I have read articles that suggest that narcissists use the silent treatment as a way of punishment.
My wife and I are not speaking to each other. I feel uncomfortable with the situation and would prefer to be on speaking terms.
Now I am confused as to who is giving who the silent treatment. Last week we got into an heated argument. The next day she phoned me up from work and said she wanted a divorce.
She talked about spending time apart her and her kids and me and my kids. This past weekend, we had made plans with friends, she took her boys and went out with them and told them I was busy.
This morning, I wanted to leave the house as the tension is palatable. We are carrying on as separate households. Her and her boys, me by myself.
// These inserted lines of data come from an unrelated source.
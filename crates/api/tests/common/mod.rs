//! Shared helpers for API integration tests.

#![allow(dead_code)]

use std::sync::Arc;

use adforge_api::config::ServerConfig;
use adforge_api::router::build_app_router;
use adforge_api::state::AppState;
use adforge_llm::{GeneratedImage, ImageRequest, JsonCompletion, JsonRequest, LlmError, ModelBackend};
use adforge_pipeline::fetcher::{FetchedPage, PageFetcher};
use adforge_pipeline::{JobRunner, PipelineConfig, PipelineContext, PipelineError};
use async_trait::async_trait;
use axum::body::Body;
use axum::http::{Method, Request, Response};
use axum::Router;
use http_body_util::BodyExt;
use sqlx::PgPool;
use tower::ServiceExt;

pub const CRON_SECRET: &str = "test-cron-secret";
pub const OPERATOR_TOKEN: &str = "test-operator-token";

/// Backend that is never expected to be reached by API tests.
pub struct UnreachableBackend;

#[async_trait]
impl ModelBackend for UnreachableBackend {
    async fn complete_json(&self, _request: &JsonRequest) -> Result<JsonCompletion, LlmError> {
        Err(LlmError::EmptyContent)
    }

    async fn generate_image(&self, _request: &ImageRequest) -> Result<GeneratedImage, LlmError> {
        Err(LlmError::EmptyContent)
    }
}

pub struct EmptyFetcher;

#[async_trait]
impl PageFetcher for EmptyFetcher {
    async fn fetch_pages(&self, _primary_url: &str) -> Result<Vec<FetchedPage>, PipelineError> {
        Ok(Vec::new())
    }
}

/// Build a test `ServerConfig` with both secrets set.
pub fn test_config() -> ServerConfig {
    ServerConfig {
        host: "127.0.0.1".to_string(),
        port: 0,
        cors_origins: vec!["http://localhost:5173".to_string()],
        request_timeout_secs: 30,
        cron_secret: Some(CRON_SECRET.to_string()),
        operator_token: Some(OPERATOR_TOKEN.to_string()),
        scheduler_header: "x-vercel-cron".to_string(),
    }
}

/// Build the full application router, with the production middleware stack,
/// over the given pool.
pub fn build_test_app(pool: PgPool) -> Router {
    let config = test_config();
    let runner = JobRunner::new(PipelineContext::new(
        pool.clone(),
        Arc::new(UnreachableBackend),
        Arc::new(EmptyFetcher),
        PipelineConfig::default(),
    ));
    let state = AppState {
        pool,
        config: Arc::new(config.clone()),
        runner,
    };
    build_app_router(state, &config)
}

pub async fn send(app: Router, request: Request<Body>) -> Response<Body> {
    app.oneshot(request).await.unwrap()
}

pub async fn get(app: Router, uri: &str) -> Response<Body> {
    let request = Request::builder().uri(uri).body(Body::empty()).unwrap();
    send(app, request).await
}

/// GET with the operator bearer token.
pub async fn get_authed(app: Router, uri: &str) -> Response<Body> {
    let request = Request::builder()
        .uri(uri)
        .header("authorization", format!("Bearer {OPERATOR_TOKEN}"))
        .body(Body::empty())
        .unwrap();
    send(app, request).await
}

/// POST a JSON body with the operator bearer token.
pub async fn post_authed(app: Router, uri: &str, body: serde_json::Value) -> Response<Body> {
    let request = Request::builder()
        .method(Method::POST)
        .uri(uri)
        .header("authorization", format!("Bearer {OPERATOR_TOKEN}"))
        .header("content-type", "application/json")
        .body(Body::from(body.to_string()))
        .unwrap();
    send(app, request).await
}

pub async fn body_text(response: Response<Body>) -> String {
    let bytes = response.into_body().collect().await.unwrap().to_bytes();
    String::from_utf8(bytes.to_vec()).unwrap()
}

pub async fn body_json(response: Response<Body>) -> serde_json::Value {
    let bytes = response.into_body().collect().await.unwrap().to_bytes();
    serde_json::from_slice(&bytes).unwrap()
}
//! Ingestion run rows.

use adforge_core::types::{DbId, Timestamp};
use serde::Serialize;
use sqlx::FromRow;

use super::status::{serialize_run_status, RunStatus, StatusId};

/// A row from the `ingestion_runs` table.
#[derive(Debug, Clone, FromRow, Serialize)]
#[serde(rename_all = "camelCase")]
pub struct IngestionRun {
    pub id: DbId,
    pub project_id: DbId,
    pub input_url: String,
    #[serde(rename = "status", serialize_with = "serialize_run_status")]
    pub status_id: StatusId,
    pub error: Option<String>,
    pub brand_dna_id: Option<DbId>,
    pub stats: Option<serde_json::Value>,
    pub started_at: Option<Timestamp>,
    pub finished_at: Option<Timestamp>,
    pub created_at: Timestamp,
    pub updated_at: Timestamp,
}

impl IngestionRun {
    pub fn status(&self) -> Option<RunStatus> {
        RunStatus::from_id(self.status_id)
    }
}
I suggested we speak to the children to let them know what is going on. She said let's wait until the plans are more certain. That sounds reasonable, unless this whole divorce and silent treatment is to punish me. Her parents called yesterday while she was out. I didn't answer the phone. I didn't want to say everything is fine, only for her to say I was lying or vice versa tell them what is happening and have her say that is not your place to tell them.
I feel like I am on pins and needles. I would like to engage in a conversation but not an argument. I would like to engage her sons like normal. She has told me that she would like to slowly create distance between her kids and mine over a period of time. I don't want to engage in some kind of bizarre game playing involving the kids.
If anyone out there has been given the silent treatment how did you handle it. It takes two to be silent so I wonder if it is me giving her the silent treatment. She did tell me that she would like to do her own thing for a bit and then talk. If I start talking now am I being disrespectful? I think she would say I am giving her the silent treatment rather than being respectful.